En attendant les jours meilleurs...

« L’homme qui mangea le monde » plonge dans les travers d’une société qui impose une pression intense sur le plan professionnel à ceux qui veulent réussir. Au point de les lessiver et leur faire perdre tout sens de la réalité et des rapports humains.

Dans un intérieur hétéroclite, fait de bric et de broc, un canapé aux couleurs léopard côtoie quelques animaux empaillés, entre une baignoire, une garde robe et une kitchenette. La sonnerie d’un téléphone retentit, un homme tousse. Le fils tente de convaincre son père d’aller voir le médecin mais le paternel trouve toutes les bonnes (et moins bonnes) excuses pour refuser. Le fils s’emporte, s’énerve, s’obstine. Manifestement le père perd la boule et le fils ne sait y faire face. Il appelle son frère, le ton est toujours aussi agressif, comme avec son ex-femme.

Jeune loup aux dents longues, il s’est plié pendant des années aux lois du « struggle for life », à cette obligation professionnelle de « manger le monde » sous peine de disparaître au point de perdre tout sens de la réalité. Tellement obsédé par sa propre réussite, il a égoïstement laissé se déliter ses rapports avec les autres, négligé sa famille, son père, son ex-femme et ses enfants, son frère qui semble vivre dans sa bulle, et ses amis comme Wulff qui est aussi son ancien collègue. Fraîchement licencié, confronté au délire de son père, il est las de ces bouts de responsabilités et n’a qu’une envie, s’asseoir au bord du lac et décrocher. Et lorsque Wulff lui annonce que son ancien patron est prêt à le réengager à condition de présenter des excuses, l’orgueil l’emporte une nouvelle fois, il refuse et s’énerve encore « des excuses jamais, c’est moi qui pars ». L’ex winner s’enfonce dans la déchéance, sans plus aucune ressource, sans aide, il va droit dans le mur et tente d’emmener les autres avec lui.

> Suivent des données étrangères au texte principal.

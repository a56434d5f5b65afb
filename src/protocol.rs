//! Engine wire protocol.
//!
//! The engine talks to each bot over stdin/stdout with whitespace-separated
//! text. The first line of the handshake is a JSON object of rule constants;
//! everything after it is read as a token stream, so line breaks inside a
//! frame carry no meaning.
//!
//! ```text
//! init:   {constants json}
//!         num_players my_id
//!         player_id shipyard_x shipyard_y      (× num_players)
//!         width height
//!         halite … (height rows of width values)
//! frame:  turn
//!         player_id num_ships num_dropoffs halite
//!         ship_id x y halite                    (× num_ships)
//!         dropoff_id x y                        (× num_dropoffs)
//!         update_count
//!         x y halite                            (× update_count)
//! ```

use std::collections::{BTreeMap, VecDeque};
use std::io::{self, BufRead, Write};
use std::str::FromStr;

use thiserror::Error;

use crate::game::{
    Command, Constants, GameMap, GameState, Player, PlayerId, Position, Ship, Structure,
    StructureKind,
};

/// Most players a game can seat.
const MAX_PLAYERS: usize = 8;

/// Longest map side the engine generates, with headroom.
const MAX_SIDE: u16 = 256;

/// Error type for protocol parsing.
#[derive(Debug, Error)]
pub enum ProtocolError {
    /// The stream ended in the middle of a message.
    #[error("unexpected end of input while reading {expected}")]
    Eof {
        /// What the reader was looking for.
        expected: &'static str,
    },
    /// A token did not parse as the expected value.
    #[error("expected {expected}, got {token:?}")]
    BadToken {
        /// What the reader was looking for.
        expected: &'static str,
        /// The offending token.
        token: String,
    },
    /// The constants line was not valid JSON.
    #[error("malformed constants: {0}")]
    Constants(#[from] serde_json::Error),
    /// The values parsed but describe an impossible game.
    #[error("inconsistent engine data: {0}")]
    Inconsistent(String),
    /// Reading from the engine failed.
    #[error("read failed: {0}")]
    Io(#[from] io::Error),
}

/// Reads the handshake and per-turn frames from the engine.
#[derive(Debug)]
pub struct EngineReader<R> {
    reader: R,
    pending: VecDeque<String>,
}

impl<R: BufRead> EngineReader<R> {
    /// Wrap a buffered reader.
    pub fn new(reader: R) -> Self {
        Self {
            reader,
            pending: VecDeque::new(),
        }
    }

    /// Read one raw line. Returns `None` at end of input.
    fn read_line(&mut self) -> Result<Option<String>, ProtocolError> {
        let mut line = String::new();
        if self.reader.read_line(&mut line)? == 0 {
            return Ok(None);
        }
        Ok(Some(line))
    }

    /// Next token, pulling lines as needed. Returns `None` at end of input.
    fn try_token(&mut self) -> Result<Option<String>, ProtocolError> {
        while self.pending.is_empty() {
            let Some(line) = self.read_line()? else {
                return Ok(None);
            };
            self.pending
                .extend(line.split_whitespace().map(str::to_owned));
        }
        Ok(self.pending.pop_front())
    }

    fn parse<T: FromStr>(&mut self, expected: &'static str) -> Result<T, ProtocolError> {
        let token = self.try_token()?.ok_or(ProtocolError::Eof { expected })?;
        token
            .parse()
            .map_err(|_| ProtocolError::BadToken { expected, token })
    }

    fn position(&mut self, map: &GameMap) -> Result<Position, ProtocolError> {
        let x: u16 = self.parse("x coordinate")?;
        let y: u16 = self.parse("y coordinate")?;
        if x >= map.width() || y >= map.height() {
            return Err(ProtocolError::Inconsistent(format!(
                "position ({x}, {y}) outside {}x{} map",
                map.width(),
                map.height()
            )));
        }
        Ok(Position::new(x, y))
    }

    /// Read the init handshake and build the initial state.
    ///
    /// # Errors
    ///
    /// Returns an error on I/O failure, malformed input, or impossible values.
    pub fn read_init(&mut self) -> Result<GameState, ProtocolError> {
        let line = self.read_line()?.ok_or(ProtocolError::Eof {
            expected: "constants",
        })?;
        let constants = Constants::from_json(line.trim())?;

        let num_players: usize = self.parse("player count")?;
        let my_id: PlayerId = self.parse("player id")?;
        if num_players == 0 || num_players > MAX_PLAYERS || usize::from(my_id) >= num_players {
            return Err(ProtocolError::Inconsistent(format!(
                "player id {my_id} with {num_players} players"
            )));
        }

        let mut shipyards = Vec::with_capacity(num_players);
        for _ in 0..num_players {
            let id: PlayerId = self.parse("player id")?;
            let x: u16 = self.parse("shipyard x")?;
            let y: u16 = self.parse("shipyard y")?;
            shipyards.push((id, x, y));
        }

        let width: u16 = self.parse("map width")?;
        let height: u16 = self.parse("map height")?;
        if width > MAX_SIDE || height > MAX_SIDE {
            return Err(ProtocolError::Inconsistent(format!("map size {width}x{height}")));
        }
        let cell_count = usize::from(width) * usize::from(height);
        let mut halite = Vec::with_capacity(cell_count);
        for _ in 0..cell_count {
            halite.push(self.parse::<u32>("cell halite")?);
        }
        let map = GameMap::from_halite(width, height, &halite)
            .ok_or_else(|| ProtocolError::Inconsistent(format!("map size {width}x{height}")))?;

        shipyards.sort_by_key(|&(id, _, _)| id);
        let mut players = Vec::with_capacity(num_players);
        for (expected, &(id, x, y)) in shipyards.iter().enumerate() {
            if usize::from(id) != expected || x >= width || y >= height {
                return Err(ProtocolError::Inconsistent(format!(
                    "player {id} shipyard at ({x}, {y})"
                )));
            }
            players.push(Player::new(id, Position::new(x, y), constants.initial_halite));
        }

        Ok(GameState::new(map, players, constants, my_id))
    }

    /// Read one turn frame into `state`.
    ///
    /// Returns `Ok(false)` when the engine has closed the stream before a new
    /// frame, which is how a game ends.
    ///
    /// # Errors
    ///
    /// Returns an error on I/O failure or a malformed frame.
    pub fn read_frame(&mut self, state: &mut GameState) -> Result<bool, ProtocolError> {
        let Some(token) = self.try_token()? else {
            return Ok(false);
        };
        state.turn = token.parse().map_err(|_| ProtocolError::BadToken {
            expected: "turn number",
            token,
        })?;

        let mut ships = BTreeMap::new();
        for _ in 0..state.players.len() {
            let id: PlayerId = self.parse("player id")?;
            let ship_count: usize = self.parse("ship count")?;
            let dropoff_count: usize = self.parse("dropoff count")?;
            let halite: u32 = self.parse("player halite")?;
            if ship_count > state.map.len() || dropoff_count > state.map.len() {
                return Err(ProtocolError::Inconsistent(format!(
                    "player {id} reports {ship_count} ships and {dropoff_count} dropoffs \
                     on {} cells",
                    state.map.len()
                )));
            }

            let mut dropoffs = Vec::with_capacity(dropoff_count);
            for _ in 0..ship_count {
                let ship_id = self.parse("ship id")?;
                let position = self.position(&state.map)?;
                let cargo = self.parse("ship halite")?;
                ships.insert(ship_id, Ship::new(ship_id, id, position, cargo));
            }
            for _ in 0..dropoff_count {
                let dropoff_id = self.parse("dropoff id")?;
                let position = self.position(&state.map)?;
                dropoffs.push(Structure {
                    id: dropoff_id,
                    owner: id,
                    position,
                    kind: StructureKind::Dropoff,
                });
            }

            let player = state
                .player_mut(id)
                .ok_or_else(|| ProtocolError::Inconsistent(format!("unknown player {id}")))?;
            player.halite = halite;
            player.dropoffs = dropoffs;
        }

        let updates: usize = self.parse("update count")?;
        for _ in 0..updates {
            let position = self.position(&state.map)?;
            let halite = self.parse("cell halite")?;
            state.map.at_mut(position).halite = halite;
        }

        state.ships = ships;
        state.stamp_structures();
        state.rebuild_occupancy();
        Ok(true)
    }
}

/// Writes the bot's name and per-turn commands to the engine.
#[derive(Debug)]
pub struct EngineWriter<W> {
    writer: W,
}

impl<W: Write> EngineWriter<W> {
    /// Wrap a writer.
    pub fn new(writer: W) -> Self {
        Self { writer }
    }

    /// Answer the handshake with the bot name.
    ///
    /// # Errors
    ///
    /// Returns an error if the write or flush fails.
    pub fn send_name(&mut self, name: &str) -> io::Result<()> {
        writeln!(self.writer, "{name}")?;
        self.writer.flush()
    }

    /// Commit one turn's commands.
    ///
    /// # Errors
    ///
    /// Returns an error if the write or flush fails.
    pub fn send_commands(&mut self, commands: &[Command]) -> io::Result<()> {
        let mut first = true;
        for command in commands {
            if !first {
                write!(self.writer, " ")?;
            }
            write!(self.writer, "{command}")?;
            first = false;
        }
        writeln!(self.writer)?;
        self.writer.flush()
    }

    /// Consume the writer and return the inner sink.
    pub fn into_inner(self) -> W {
        self.writer
    }
}
//! Soft wall-clock budget for a turn.

use std::time::{Duration, Instant};

/// A soft deadline polled by the sampling phases.
#[derive(Debug, Clone, Copy)]
pub struct Deadline {
    start: Instant,
    budget: Option<Duration>,
}

impl Deadline {
    /// A deadline `budget` from now.
    #[must_use]
    pub fn after(budget: Duration) -> Self {
        Self {
            start: Instant::now(),
            budget: Some(budget),
        }
    }

    /// A deadline that never expires. Used by self-play for reproducible runs.
    #[must_use]
    pub fn unlimited() -> Self {
        Self {
            start: Instant::now(),
            budget: None,
        }
    }

    /// A deadline covering `share` of whatever budget is left.
    #[must_use]
    pub fn portion(&self, share: f64) -> Self {
        match self.remaining() {
            Some(left) => Self::after(left.mul_f64(share.clamp(0.0, 1.0))),
            None => Self::unlimited(),
        }
    }

    /// Time left, or `None` when unlimited.
    #[must_use]
    pub fn remaining(&self) -> Option<Duration> {
        self.budget
            .map(|budget| budget.saturating_sub(self.start.elapsed()))
    }

    /// Whether the budget is used up.
    #[must_use]
    pub fn expired(&self) -> bool {
        self.remaining().is_some_and(|left| left.is_zero())
    }

    /// Fraction of the budget still available, in `[0, 1]`.
    #[must_use]
    pub fn slack(&self) -> f64 {
        match (self.budget, self.remaining()) {
            (Some(budget), Some(left)) if !budget.is_zero() => {
                left.as_secs_f64() / budget.as_secs_f64()
            }
            (Some(_), _) => 0.0,
            (None, _) => 1.0,
        }
    }
}
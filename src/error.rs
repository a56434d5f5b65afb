//! Error types for the decision engine.

use std::io;

use thiserror::Error;

use crate::config::ConfigError;
use crate::protocol::ProtocolError;
use crate::sim::SimError;

/// Top-level error for a bot run or a self-play session.
#[derive(Debug, Error)]
pub enum HaulError {
    /// Reading from or writing to the engine failed.
    #[error("engine I/O failed: {0}")]
    Io(#[from] io::Error),
    /// The engine sent something the reader could not parse.
    #[error(transparent)]
    Protocol(#[from] ProtocolError),
    /// The strategy configuration could not be loaded.
    #[error(transparent)]
    Config(#[from] ConfigError),
    /// A local game could not be set up or ran into a rule violation.
    #[error(transparent)]
    Sim(#[from] SimError),
}

/// Result type used by the bot driver and the CLI.
pub type HaulResult<T> = Result<T, HaulError>;
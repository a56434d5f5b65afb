//! Harvest target assignment for exploring units.
//!
//! Every explorer scores every harvestable cell, keeps its best `top_k`, and
//! the matrix is solved over the union of those columns only. Without this
//! compression the matrix would span every cell of the map.

use std::collections::{BTreeMap, BTreeSet};

use crate::config::StrategyConfig;
use crate::game::{GameState, Position, ShipId};
use crate::strategy::context::TurnContext;
use crate::strategy::estimate::{score_target, table_for};
use crate::strategy::hungarian::{self, CostMatrix};

/// Outcome of target assignment.
#[derive(Debug, Clone, Default, PartialEq)]
pub struct TargetAssignment {
    /// Destination of each explorer that keeps exploring.
    pub targets: BTreeMap<ShipId, Position>,
    /// Explorers switched to returning: nothing profitable, or left unmatched.
    pub returning: Vec<ShipId>,
}

/// Full score row of one explorer: `(cell index, score)` for every positive target.
fn score_row(
    state: &GameState,
    ctx: &TurnContext,
    config: &StrategyConfig,
    ship: ShipId,
) -> Vec<(usize, f64)> {
    let Some(ship) = state.ship(ship) else {
        return Vec::new();
    };
    let map = &state.map;
    let table = table_for(state, config, ship);
    (0..map.len())
        .filter_map(|idx| {
            let score = score_target(state, ctx, config, &table, ship, map.position(idx));
            (score > 0.0).then_some((idx, score))
        })
        .collect()
}

/// Assign each explorer a distinct harvest target.
#[must_use]
pub fn assign_targets(
    state: &GameState,
    ctx: &TurnContext,
    config: &StrategyConfig,
    explorers: &[ShipId],
) -> TargetAssignment {
    let mut result = TargetAssignment::default();
    let mut rows: Vec<(ShipId, Vec<(usize, f64)>)> = Vec::with_capacity(explorers.len());
    for &id in explorers {
        let scores = score_row(state, ctx, config, id);
        if scores.is_empty() {
            result.returning.push(id);
        } else {
            rows.push((id, scores));
        }
    }
    if rows.is_empty() {
        return result;
    }

    let top_k = config.assignment.top_k;
    let mut columns = BTreeSet::new();
    for (_, scores) in &mut rows {
        scores.sort_by(|a, b| b.1.total_cmp(&a.1).then(a.0.cmp(&b.0)));
        columns.extend(scores.iter().take(top_k).map(|&(idx, _)| idx));
    }
    let columns: Vec<usize> = columns.into_iter().collect();
    let max_score = rows
        .iter()
        .filter_map(|(_, scores)| scores.first().map(|&(_, s)| s))
        .fold(0.0, f64::max);

    let sentinel = config.assignment.sentinel_cost;
    let width = columns.len().max(rows.len());
    let mut matrix = CostMatrix::new(rows.len(), width, sentinel);
    for (r, (_, scores)) in rows.iter().enumerate() {
        for &(idx, score) in scores {
            if let Ok(c) = columns.binary_search(&idx) {
                matrix.set(r, c, max_score - score);
            }
        }
    }

    let assignment = hungarian::solve(&matrix);
    for (r, col) in assignment.into_iter().enumerate() {
        let id = rows[r].0;
        match col {
            Some(c) if c < columns.len() && matrix.get(r, c) < sentinel => {
                result.targets.insert(id, state.map.position(columns[c]));
            }
            _ => result.returning.push(id),
        }
    }
    tracing::debug!(
        rows = matrix.rows(),
        columns = columns.len(),
        matched = result.targets.len(),
        "target assignment"
    );
    result
}

#[cfg(test)]
mod tests {
    use super::*;
    use crate::game::{Constants, GameMap, Player, Ship};

    fn solo(halite: &[(u16, u16, u32)]) -> GameState {
        let mut map = GameMap::new(8, 8).unwrap();
        for &(x, y, h) in halite {
            map.at_mut(Position::new(x, y)).halite = h;
        }
        let players = vec![Player::new(0, Position::new(0, 0), 0)];
        GameState::new(map, players, Constants::default(), 0)
    }

    #[test]
    fn test_single_rich_cell_selected() {
        let mut game = solo(&[(4, 4, 1000)]);
        game.add_ship(Ship::new(1, 0, Position::new(0, 0), 0));
        let config = StrategyConfig::default();
        let ctx = TurnContext::build(&game, &config);
        let result = assign_targets(&game, &ctx, &config, &[1]);
        assert_eq!(result.targets.get(&1), Some(&Position::new(4, 4)));
        assert!(result.returning.is_empty());
    }

    #[test]
    fn test_targets_are_distinct() {
        let mut game = solo(&[(2, 3, 900), (5, 5, 300), (6, 1, 200)]);
        game.add_ship(Ship::new(1, 0, Position::new(2, 2), 0));
        game.add_ship(Ship::new(2, 0, Position::new(3, 3), 0));
        game.add_ship(Ship::new(3, 0, Position::new(1, 3), 0));
        let config = StrategyConfig::default();
        let ctx = TurnContext::build(&game, &config);
        let result = assign_targets(&game, &ctx, &config, &[1, 2, 3]);
        assert_eq!(result.targets.len(), 3);
        let unique: BTreeSet<_> = result.targets.values().collect();
        assert_eq!(unique.len(), 3);
    }

    #[test]
    fn test_more_explorers_than_targets() {
        let mut game = solo(&[(3, 3, 500)]);
        game.add_ship(Ship::new(1, 0, Position::new(3, 2), 0));
        game.add_ship(Ship::new(2, 0, Position::new(6, 6), 0));
        let config = StrategyConfig::default();
        let ctx = TurnContext::build(&game, &config);
        let result = assign_targets(&game, &ctx, &config, &[1, 2]);
        assert_eq!(result.targets.get(&1), Some(&Position::new(3, 3)));
        assert_eq!(result.returning, vec![2]);
    }

    #[test]
    fn test_barren_field_sends_everyone_home() {
        let mut game = solo(&[]);
        game.add_ship(Ship::new(1, 0, Position::new(3, 2), 0));
        let config = StrategyConfig::default();
        let ctx = TurnContext::build(&game, &config);
        let result = assign_targets(&game, &ctx, &config, &[1]);
        assert!(result.targets.is_empty());
        assert_eq!(result.returning, vec![1]);
    }
}
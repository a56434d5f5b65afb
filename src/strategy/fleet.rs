//! Per-unit records that persist across turns.

use std::collections::BTreeMap;

use crate::game::{GameState, Position, ShipId};
use crate::strategy::economy::Economy;

/// What a unit is trying to do this turn.
#[derive(Debug, Clone, Copy, PartialEq, Eq, Hash)]
pub enum Task {
    /// Head for a harvest target and mine it.
    Explore,
    /// Carry cargo to the nearest base.
    Return,
    /// Final trip home before the turn limit.
    HardReturn,
}

impl Task {
    /// Whether the unit is heading for a base.
    #[must_use]
    pub const fn is_returning(self) -> bool {
        matches!(self, Task::Return | Task::HardReturn)
    }
}

/// Memory kept for one live unit.
#[derive(Debug, Clone, Copy, PartialEq)]
pub struct UnitRecord {
    /// Current task.
    pub task: Task,
    /// Last turn on which the unit changed cell.
    pub last_moved: u32,
    /// Position seen on the previous turn.
    pub last_position: Position,
    /// Destination chosen by target assignment, bridging it to move assignment.
    pub target: Option<Position>,
}

impl UnitRecord {
    /// Record for a freshly spawned unit.
    #[must_use]
    pub const fn spawned(position: Position, turn: u32) -> Self {
        Self {
            task: Task::Explore,
            last_moved: turn,
            last_position: position,
            target: None,
        }
    }
}

/// Everything the engine remembers between turns for one player.
#[derive(Debug, Clone, Default)]
pub struct FleetState {
    /// Records keyed by ship id.
    pub units: BTreeMap<ShipId, UnitRecord>,
    /// Set once any unit enters the endgame; never cleared.
    pub endgame: bool,
    /// Income tracking for the production gate.
    pub economy: Economy,
    /// Field halite on the first observed turn.
    pub initial_field: Option<u64>,
}

impl FleetState {
    /// Create an empty fleet state.
    #[must_use]
    pub fn new() -> Self {
        Self::default()
    }

    /// Align records with the viewer's live ships.
    ///
    /// Records of lost or converted ships are dropped, new ships start out
    /// exploring, and movement since the previous turn refreshes
    /// `last_moved`.
    pub fn sync(&mut self, state: &GameState) {
        let turn = state.turn;
        self.units.retain(|id, _| {
            state
                .ship(*id)
                .is_some_and(|ship| ship.owner == state.my_id)
        });
        for ship in state.my_ships() {
            let record = self
                .units
                .entry(ship.id)
                .or_insert_with(|| UnitRecord::spawned(ship.position, turn));
            if record.last_position != ship.position {
                record.last_position = ship.position;
                record.last_moved = turn;
            }
        }
        if self.initial_field.is_none() {
            self.initial_field = Some(state.map.total_halite());
        }
    }

    /// Task of a unit, if it has a record.
    #[must_use]
    pub fn task(&self, id: ShipId) -> Option<Task> {
        self.units.get(&id).map(|r| r.task)
    }

    /// Set the task of a unit that has a record.
    pub fn set_task(&mut self, id: ShipId, task: Task) {
        if let Some(record) = self.units.get_mut(&id) {
            record.task = task;
        }
    }
}

#[cfg(test)]
mod tests {
    use super::*;
    use crate::game::{Constants, GameMap, Player, Ship};

    fn state() -> GameState {
        let map = GameMap::new(8, 8).unwrap();
        let players = vec![
            Player::new(0, Position::new(1, 1), 0),
            Player::new(1, Position::new(5, 5), 0),
        ];
        GameState::new(map, players, Constants::default(), 0)
    }

    #[test]
    fn test_sync_tracks_lifecycle() {
        let mut game = state();
        game.turn = 3;
        game.add_ship(Ship::new(1, 0, Position::new(2, 2), 0));
        game.add_ship(Ship::new(2, 1, Position::new(6, 6), 0));

        let mut fleet = FleetState::new();
        fleet.sync(&game);
        assert_eq!(fleet.units.len(), 1);
        assert_eq!(fleet.task(1), Some(Task::Explore));
        assert_eq!(fleet.units[&1].last_moved, 3);

        game.turn = 8;
        fleet.sync(&game);
        assert_eq!(fleet.units[&1].last_moved, 3);

        game.turn = 9;
        game.ships.get_mut(&1).unwrap().position = Position::new(2, 3);
        game.rebuild_occupancy();
        fleet.sync(&game);
        assert_eq!(fleet.units[&1].last_moved, 9);

        game.ships.remove(&1);
        game.rebuild_occupancy();
        fleet.sync(&game);
        assert!(fleet.units.is_empty());
    }

    #[test]
    fn test_initial_field_recorded_once() {
        let mut game = state();
        game.map.at_mut(Position::new(0, 0)).halite = 500;
        let mut fleet = FleetState::new();
        fleet.sync(&game);
        game.map.at_mut(Position::new(0, 0)).halite = 100;
        fleet.sync(&game);
        assert_eq!(fleet.initial_field, Some(500));
    }
}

Dans un décor unique, la pièce de l’auteur allemand Nis-Momme Stockmann est jouée sur plusieurs plans, parfois simultanément, y compris avec des images projetées sur un écran en devant de scène. Le téléphone omniprésent - dont la sonnerie évoque la pression très répandue en entreprise du « toujours joignable » - crée un semblant de lien entre les personnages qui par moment se retrouvent face à face. Le procédé est un peu perturbant au début mais il permet de mettre un tant soit peu de distance qui fait que la violence n’est que verbale.

A la mise en scène et dans le rôle du fils, Georges Lini donne du coffre et une consistance remarquable au texte qui souligne la pression de la société qui mène au burn-out, au délabrement psychique au travers du culte de la réussite. Explorant notre rapport au travail, il met également en lumière l’angoisse que génère la crainte de ne pas être reconnu, de ne pas ou plus avoir d’emploi et la précarité toujours plus répandue. Un spectacle fort, profond, qui dépeint avec justesse la dureté de la société actuelle qui laisse son lot de naufragés sur le bord de la route.

« L’homme qui mangea le monde » de Nis-Momme Stockmann, mise en scène de Georges Lini, avec Itsik Elbaz, Vincent Lecuyer, Luc Van Grunderbeeck, Nargis Benamor et Georges Lini, jusqu’au 13 octobre au Théâtre de Poche à Bruxelles, 02/649.17.27, www.poche.be.